[Stored data]
——————
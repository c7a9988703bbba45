//! Door check-in integration tests

mod helpers;

use assert_matches::assert_matches;
use chrono::Duration;

use helpers::test_context::{TestContext, ADMIN_EMAIL, VOLUNTEER_EMAIL};
use helpers::test_data::{individual_event, registration_request};
use Genesis::models::participant::Participant;
use Genesis::utils::errors::GenesisError;
use Genesis::utils::Clock;

async fn registered_participant(ctx: &TestContext) -> Participant {
    let event = ctx
        .services
        .event_service
        .create_event(ADMIN_EMAIL, individual_event())
        .await
        .unwrap();
    ctx.services
        .registration_service
        .register_participant(None, registration_request(event.id, "guest@example.com"))
        .await
        .unwrap()
}

#[tokio::test]
async fn first_scan_verifies_and_stamps_time() {
    let ctx = TestContext::new();
    let participant = registered_participant(&ctx).await;

    let outcome = ctx
        .services
        .checkin_service
        .verify_by_code(
            participant.ticket_code.as_str(),
            VOLUNTEER_EMAIL,
            Some("Hall B"),
        )
        .await
        .unwrap();

    assert!(outcome.first_scan);
    assert!(outcome.participant.is_verified);
    assert_eq!(outcome.participant.verification_time, Some(ctx.clock.now()));
    assert_eq!(outcome.participant.assigned_room.as_deref(), Some("Hall B"));

    let records = ctx
        .services
        .checkin_service
        .verification_history(participant.id)
        .await
        .unwrap();
    assert_eq!(records.len(), 1);
    assert_eq!(records[0].actor, VOLUNTEER_EMAIL);
}

#[tokio::test]
async fn rescan_is_noop_success_with_original_timestamp() {
    let ctx = TestContext::new();
    let participant = registered_participant(&ctx).await;

    let first = ctx
        .services
        .checkin_service
        .verify_by_code(participant.ticket_code.as_str(), VOLUNTEER_EMAIL, None)
        .await
        .unwrap();
    let first_time = first.participant.verification_time;

    ctx.clock.advance(Duration::minutes(30));
    let second = ctx
        .services
        .checkin_service
        .verify_by_code(participant.ticket_code.as_str(), VOLUNTEER_EMAIL, None)
        .await
        .unwrap();

    assert!(!second.first_scan);
    assert!(second.participant.is_verified);
    assert_eq!(second.participant.verification_time, first_time);

    // every scan still lands in the audit trail
    let records = ctx
        .services
        .checkin_service
        .verification_history(participant.id)
        .await
        .unwrap();
    assert_eq!(records.len(), 2);
}

#[tokio::test]
async fn garbage_scan_rejected_before_lookup() {
    let ctx = TestContext::new();
    registered_participant(&ctx).await;

    for raw in ["", "hello", "GENESIS:1.0:zzz", "ticket GENESIS:1.0"] {
        let result = ctx
            .services
            .checkin_service
            .verify_by_code(raw, VOLUNTEER_EMAIL, None)
            .await;
        assert_matches!(result, Err(GenesisError::InvalidTicketCode), "accepted {raw:?}");
    }
}

#[tokio::test]
async fn unknown_ticket_code_fails() {
    let ctx = TestContext::new();
    registered_participant(&ctx).await;

    let stranger = Genesis::models::ticket::TicketCode::generate();
    let result = ctx
        .services
        .checkin_service
        .verify_by_code(stranger.as_str(), VOLUNTEER_EMAIL, None)
        .await;
    assert_matches!(result, Err(GenesisError::UnknownTicket));
}

#[tokio::test]
async fn participants_may_not_verify() {
    let ctx = TestContext::new();
    let participant = registered_participant(&ctx).await;

    let result = ctx
        .services
        .checkin_service
        .verify_by_code(
            participant.ticket_code.as_str(),
            "guest@example.com",
            None,
        )
        .await;
    assert_matches!(result, Err(GenesisError::PermissionDenied(_)));
}

#[tokio::test]
async fn admin_may_verify_by_participant_id() {
    let ctx = TestContext::new();
    let participant = registered_participant(&ctx).await;

    let outcome = ctx
        .services
        .checkin_service
        .verify_participant(participant.id, ADMIN_EMAIL, None)
        .await
        .unwrap();
    assert!(outcome.first_scan);
    assert!(outcome.participant.is_verified);
}
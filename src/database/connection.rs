//! Database connection management

use std::time::Duration;

use sqlx::{Pool, Postgres};

use crate::utils::errors::GenesisError;

pub type DatabasePool = Pool<Postgres>;

#[derive(Debug, Clone)]
pub struct DatabaseConfig {
    pub url: String,
    pub max_connections: u32,
    pub min_connections: u32,
    pub acquire_timeout: Duration,
    pub idle_timeout: Option<Duration>,
    pub max_lifetime: Option<Duration>,
}

impl Default for DatabaseConfig {
    fn default() -> Self {
        Self {
            url: "postgresql://localhost/genesis".to_string(),
            max_connections: 10,
            min_connections: 1,
            acquire_timeout: Duration::from_secs(30),
            idle_timeout: Some(Duration::from_secs(600)),
            max_lifetime: Some(Duration::from_secs(1800)),
        }
    }
}

/// Create a new database connection pool
pub async fn create_pool(config: &DatabaseConfig) -> Result<DatabasePool, GenesisError> {
    let pool = sqlx::postgres::PgPoolOptions::new()
        .max_connections(config.max_connections)
        .min_connections(config.min_connections)
        .acquire_timeout(config.acquire_timeout)
        .idle_timeout(config.idle_timeout)
        .max_lifetime(config.max_lifetime)
        .connect(&config.url)
        .await?;

    // Test the connection
    sqlx::query("SELECT 1").execute(&pool).await?;

    tracing::info!("Database connection pool created successfully");
    Ok(pool)
}

/// Run database migrations
pub async fn run_migrations(pool: &DatabasePool) -> Result<(), GenesisError> {
    tracing::info!("Running database migrations...");

    sqlx::migrate!("./migrations").run(pool).await?;

    tracing::info!("Database migrations completed successfully");
    Ok(())
}

/// Check database health
pub async fn health_check(pool: &DatabasePool) -> Result<(), GenesisError> {
    sqlx::query("SELECT 1").execute(pool).await?;

    Ok(())
}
——————
Collect the lines of the records that include the string "helpers".

Answer box:
mod helpers;
use helpers::test_context::{TestContext, ADMIN_EMAIL, VOLUNTEER_EMAIL};
use helpers::test_data::{individual_event, registration_request};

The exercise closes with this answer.